### Problem details
Output all records verbatim.

### Supplied information
****

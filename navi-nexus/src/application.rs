//! High‑level Application abstraction inspired by GPUI.

use crate::component::traits::{Action, AnyComponent, Component, Event};
use crossterm::{
    event::{self, DisableMouseCapture, EnableMouseCapture, Event as CrosstermEvent, KeyEventKind},
    execute,
    terminal::{disable_raw_mode, enable_raw_mode, EnterAlternateScreen, LeaveAlternateScreen},
};
use ratatui::prelude::*;
use std::io::{self, stdout};
use std::marker::PhantomData;
use std::sync::{Arc, Mutex};
use std::time::Duration;
use tokio::runtime::Runtime;
use tokio::sync::mpsc;

type SharedRoot = Arc<Mutex<dyn AnyComponent>>;

/// Application context providing access to global services.
#[derive(Clone)]
pub struct AppContext {
    /// The root component to render, if set by the user.
    root: Arc<Mutex<Option<SharedRoot>>>,
    /// Internal: Channel to trigger a re-render.
    re_render_tx: mpsc::UnboundedSender<()>,
}

impl AppContext {
    fn new(re_render_tx: mpsc::UnboundedSender<()>) -> Self {
        Self {
            root: Arc::new(Mutex::new(None)),
            re_render_tx,
        }
    }

    /// A context that is not attached to a running application.
    /// Refresh requests are dropped; useful for driving components in tests.
    pub fn detached() -> Self {
        let (re_render_tx, _) = mpsc::unbounded_channel();
        Self::new(re_render_tx)
    }

    /// Set the root component of the application.
    pub fn set_root<C: Component>(&self, root: C) -> crate::Result<()> {
        let root: SharedRoot = Arc::new(Mutex::new(root));
        let mut guard = self.root.lock().map_err(|_| crate::Error::LockPoisoned)?;
        *guard = Some(root);
        drop(guard);
        self.refresh();
        Ok(())
    }

    /// Trigger a re-render.
    pub fn refresh(&self) {
        let _ = self.re_render_tx.send(());
    }
}

/// A specialized context passed to component methods.
pub struct Context<V: ?Sized> {
    pub app: AppContext,
    pub area: Rect,
    _view: PhantomData<fn(&V)>,
}

impl<V: ?Sized> Context<V> {
    pub fn new(app: AppContext, area: Rect) -> Self {
        Self {
            app,
            area,
            _view: PhantomData,
        }
    }

    /// Access the underlying AppContext.
    pub fn app(&self) -> &AppContext {
        &self.app
    }

    /// Cast this context to another view type.
    pub fn cast<U: ?Sized>(&self) -> Context<U> {
        self.cast_with_area(self.area)
    }

    /// Cast this context to another view type that draws into `area`.
    pub fn cast_with_area<U: ?Sized>(&self, area: Rect) -> Context<U> {
        Context::new(self.app.clone(), area)
    }

    /// Explicitly trigger a re-render.
    pub fn notify(&self) {
        self.app.refresh();
    }
}

/// EventContext for event handling, currently identical to Context but renamed for clarity.
pub type EventContext<V> = Context<V>;

/// Main application handle.
#[derive(Default)]
pub struct Application;

impl Application {
    /// Create a new application instance.
    pub fn new() -> Self {
        Self
    }

    /// Run the application with the given closure that receives a context.
    pub fn run<F>(self, setup: F) -> anyhow::Result<()>
    where
        F: FnOnce(&AppContext) -> anyhow::Result<()>,
    {
        let rt = Runtime::new().map_err(|e| anyhow::anyhow!("Failed to start tokio: {}", e))?;

        let (re_render_tx, re_render_rx) = mpsc::unbounded_channel();
        let app_context = AppContext::new(re_render_tx);

        let _guard = rt.enter();
        setup(&app_context)?;
        drop(_guard);

        let actual_root: SharedRoot = {
            let guard = app_context
                .root
                .lock()
                .map_err(|_| anyhow::anyhow!("Root mutex poisoned"))?;
            guard.clone().unwrap_or_else(|| Arc::new(Mutex::new(DummyView)))
        };

        tracing::info!("application starting");
        let result = rt.block_on(async move { self.run_loop(app_context, actual_root, re_render_rx).await });
        tracing::info!(ok = result.is_ok(), "application stopped");
        result
    }

    async fn run_loop(
        &self,
        app: AppContext,
        root: SharedRoot,
        re_render_rx: mpsc::UnboundedReceiver<()>,
    ) -> anyhow::Result<()> {
        enable_raw_mode()?;
        let mut stdout = stdout();
        execute!(stdout, EnterAlternateScreen, EnableMouseCapture, event::EnableFocusChange)?;
        let backend = CrosstermBackend::new(stdout);
        let mut terminal = Terminal::new(backend)?;

        // Lifecycle: Call on_init on the root component
        {
            let size = terminal.size()?;
            let area = Rect::new(0, 0, size.width, size.height);
            let mut guard = root
                .lock()
                .map_err(|_| anyhow::anyhow!("Root mutex poisoned during on_init"))?;
            let mut cx = Context::<dyn AnyComponent>::new(app.clone(), area);
            guard.on_init_any(&mut cx);
        }

        let result = self.run_app_loop(app, &mut terminal, root, re_render_rx).await;

        disable_raw_mode()?;
        execute!(
            terminal.backend_mut(),
            LeaveAlternateScreen,
            DisableMouseCapture,
            event::DisableFocusChange
        )?;
        terminal.show_cursor()?;

        result
    }

    async fn run_app_loop(
        &self,
        app: AppContext,
        terminal: &mut Terminal<CrosstermBackend<io::Stdout>>,
        root: SharedRoot,
        mut re_render_rx: mpsc::UnboundedReceiver<()>,
    ) -> anyhow::Result<()> {
        // Initial render
        app.refresh();

        loop {
            tokio::select! {
                _ = re_render_rx.recv() => {
                    let mut guard = root
                        .lock()
                        .map_err(|_| anyhow::anyhow!("Root mutex poisoned during render"))?;
                    terminal.draw(|frame| {
                        let area = frame.area();
                        let mut cx = Context::<dyn AnyComponent>::new(app.clone(), area);
                        guard.render_any(frame, &mut cx);
                    })?;
                }
                event_ready = async { event::poll(Duration::from_millis(100)) } => {
                    if let Ok(true) = event_ready {
                        let crossterm_event = event::read()?;
                        let internal_event = match crossterm_event {
                            CrosstermEvent::Key(key) if key.kind == KeyEventKind::Press => Some(Event::Key(key)),
                            CrosstermEvent::Mouse(mouse) => Some(Event::Mouse(mouse)),
                            CrosstermEvent::Resize(w, h) => Some(Event::Resize(w, h)),
                            CrosstermEvent::FocusGained => Some(Event::FocusGained),
                            CrosstermEvent::FocusLost => Some(Event::FocusLost),
                            CrosstermEvent::Paste(s) => Some(Event::Paste(s)),
                            _ => None,
                        };

                        if let Some(event) = internal_event {
                            let size = terminal.size()?;
                            let area = Rect::new(0, 0, size.width, size.height);
                            let mut cx = EventContext::<dyn AnyComponent>::new(app.clone(), area);

                            let mut guard = root
                                .lock()
                                .map_err(|_| anyhow::anyhow!("Root mutex poisoned during event"))?;
                            let action = guard.handle_event_any(event, &mut cx);
                            app.refresh(); // Trigger refresh after any event handling

                            if let Some(Action::Quit) = action {
                                // Lifecycle: Call on_shutdown
                                guard.on_shutdown_any(&mut cx);
                                return Ok(());
                            }
                        }
                    }
                }
            }
        }
    }
}

struct DummyView;

impl Component for DummyView {
    fn render(&mut self, frame: &mut ratatui::Frame, cx: &mut Context<Self>) {
        let paragraph = ratatui::widgets::Paragraph::new("No component set")
            .alignment(ratatui::layout::Alignment::Center);
        frame.render_widget(paragraph, cx.area);
    }
}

****

### Exercise answer
filename navi-nexus/src/application.rs
//! High‑level Application abstraction inspired by GPUI.

use crate::component::traits::{Action, AnyComponent, Component, Event};
use crossterm::{
    event::{self, DisableMouseCapture, EnableMouseCapture, Event as CrosstermEvent, KeyEventKind},
    execute,
    terminal::{disable_raw_mode, enable_raw_mode, EnterAlternateScreen, LeaveAlternateScreen},
};
use ratatui::prelude::*;
use std::io::{self, stdout};
use std::marker::PhantomData;
use std::sync::{Arc, Mutex};
use std::time::Duration;
use tokio::runtime::Runtime;
use tokio::sync::mpsc;

type SharedRoot = Arc<Mutex<dyn AnyComponent>>;

/// Application context providing access to global services.
#[derive(Clone)]
pub struct AppContext {
    /// The root component to render, if set by the user.
    root: Arc<Mutex<Option<SharedRoot>>>,
    /// Internal: Channel to trigger a re-render.
    re_render_tx: mpsc::UnboundedSender<()>,
}

impl AppContext {
    fn new(re_render_tx: mpsc::UnboundedSender<()>) -> Self {
        Self {
            root: Arc::new(Mutex::new(None)),
            re_render_tx,
        }
    }

    /// A context that is not attached to a running application.
    /// Refresh requests are dropped; useful for driving components in tests.
    pub fn detached() -> Self {
        let (re_render_tx, _) = mpsc::unbounded_channel();
        Self::new(re_render_tx)
    }

    /// Set the root component of the application.
    pub fn set_root<C: Component>(&self, root: C) -> crate::Result<()> {
        let root: SharedRoot = Arc::new(Mutex::new(root));
        let mut guard = self.root.lock().map_err(|_| crate::Error::LockPoisoned)?;
        *guard = Some(root);
        drop(guard);
        self.refresh();
        Ok(())
    }

    /// Trigger a re-render.
    pub fn refresh(&self) {
        let _ = self.re_render_tx.send(());
    }
}

/// A specialized context passed to component methods.
pub struct Context<V: ?Sized> {
    pub app: AppContext,
    pub area: Rect,
    _view: PhantomData<fn(&V)>,
}

impl<V: ?Sized> Context<V> {
    pub fn new(app: AppContext, area: Rect) -> Self {
        Self {
            app,
            area,
            _view: PhantomData,
        }
    }

    /// Access the underlying AppContext.
    pub fn app(&self) -> &AppContext {
        &self.app
    }

    /// Cast this context to another view type.
    pub fn cast<U: ?Sized>(&self) -> Context<U> {
        self.cast_with_area(self.area)
    }

    /// Cast this context to another view type that draws into `area`.
    pub fn cast_with_area<U: ?Sized>(&self, area: Rect) -> Context<U> {
        Context::new(self.app.clone(), area)
    }

    /// Explicitly trigger a re-render.
    pub fn notify(&self) {
        self.app.refresh();
    }
}

/// EventContext for event handling, currently identical to Context but renamed for clarity.
pub type EventContext<V> = Context<V>;

/// Main application handle.
#[derive(Default)]
pub struct Application;

impl Application {
    /// Create a new application instance.
    pub fn new() -> Self {
        Self
    }

    /// Run the application with the given closure that receives a context.
    pub fn run<F>(self, setup: F) -> anyhow::Result<()>
    where
        F: FnOnce(&AppContext) -> anyhow::Result<()>,
    {
        let rt = Runtime::new().map_err(|e| anyhow::anyhow!("Failed to start tokio: {}", e))?;

        let (re_render_tx, re_render_rx) = mpsc::unbounded_channel();
        let app_context = AppContext::new(re_render_tx);

        let _guard = rt.enter();
        setup(&app_context)?;
        drop(_guard);

        let actual_root: SharedRoot = {
            let guard = app_context
                .root
                .lock()
                .map_err(|_| anyhow::anyhow!("Root mutex poisoned"))?;
            guard.clone().unwrap_or_else(|| Arc::new(Mutex::new(DummyView)))
        };

        tracing::info!("application starting");
        let result = rt.block_on(async move { self.run_loop(app_context, actual_root, re_render_rx).await });
        tracing::info!(ok = result.is_ok(), "application stopped");
        result
    }

    async fn run_loop(
        &self,
        app: AppContext,
        root: SharedRoot,
        re_render_rx: mpsc::UnboundedReceiver<()>,
    ) -> anyhow::Result<()> {
        enable_raw_mode()?;
        let mut stdout = stdout();
        execute!(stdout, EnterAlternateScreen, EnableMouseCapture, event::EnableFocusChange)?;
        let backend = CrosstermBackend::new(stdout);
        let mut terminal = Terminal::new(backend)?;

        // Lifecycle: Call on_init on the root component
        {
            let size = terminal.size()?;
            let area = Rect::new(0, 0, size.width, size.height);
            let mut guard = root
                .lock()
                .map_err(|_| anyhow::anyhow!("Root mutex poisoned during on_init"))?;
            let mut cx = Context::<dyn AnyComponent>::new(app.clone(), area);
            guard.on_init_any(&mut cx);
        }

        let result = self.run_app_loop(app, &mut terminal, root, re_render_rx).await;

        disable_raw_mode()?;
        execute!(
            terminal.backend_mut(),
            LeaveAlternateScreen,
            DisableMouseCapture,
            event::DisableFocusChange
        )?;
        terminal.show_cursor()?;

        result
    }

    async fn run_app_loop(
        &self,
        app: AppContext,
        terminal: &mut Terminal<CrosstermBackend<io::Stdout>>,
        root: SharedRoot,
        mut re_render_rx: mpsc::UnboundedReceiver<()>,
    ) -> anyhow::Result<()> {
        // Initial render
        app.refresh();

        loop {
            tokio::select! {
                _ = re_render_rx.recv() => {
                    let mut guard = root
                        .lock()
                        .map_err(|_| anyhow::anyhow!("Root mutex poisoned during render"))?;
                    terminal.draw(|frame| {
                        let area = frame.area();
                        let mut cx = Context::<dyn AnyComponent>::new(app.clone(), area);
                        guard.render_any(frame, &mut cx);
                    })?;
                }
                event_ready = async { event::poll(Duration::from_millis(100)) } => {
                    if let Ok(true) = event_ready {
                        let crossterm_event = event::read()?;
                        let internal_event = match crossterm_event {
                            CrosstermEvent::Key(key) if key.kind == KeyEventKind::Press => Some(Event::Key(key)),
                            CrosstermEvent::Mouse(mouse) => Some(Event::Mouse(mouse)),
                            CrosstermEvent::Resize(w, h) => Some(Event::Resize(w, h)),
                            CrosstermEvent::FocusGained => Some(Event::FocusGained),
                            CrosstermEvent::FocusLost => Some(Event::FocusLost),
                            CrosstermEvent::Paste(s) => Some(Event::Paste(s)),
                            _ => None,
                        };

                        if let Some(event) = internal_event {
                            let size = terminal.size()?;
                            let area = Rect::new(0, 0, size.width, size.height);
                            let mut cx = EventContext::<dyn AnyComponent>::new(app.clone(), area);

                            let mut guard = root
                                .lock()
                                .map_err(|_| anyhow::anyhow!("Root mutex poisoned during event"))?;
                            let action = guard.handle_event_any(event, &mut cx);
                            app.refresh(); // Trigger refresh after any event handling

                            if let Some(Action::Quit) = action {
                                // Lifecycle: Call on_shutdown
                                guard.on_shutdown_any(&mut cx);
                                return Ok(());
                            }
                        }
                    }
                }
            }
        }
    }
}

struct DummyView;

impl Component for DummyView {
    fn render(&mut self, frame: &mut ratatui::Frame, cx: &mut Context<Self>) {
        let paragraph = ratatui::widgets::Paragraph::new("No component set")
            .alignment(ratatui::layout::Alignment::Center);
        frame.render_widget(paragraph, cx.area);
    }
}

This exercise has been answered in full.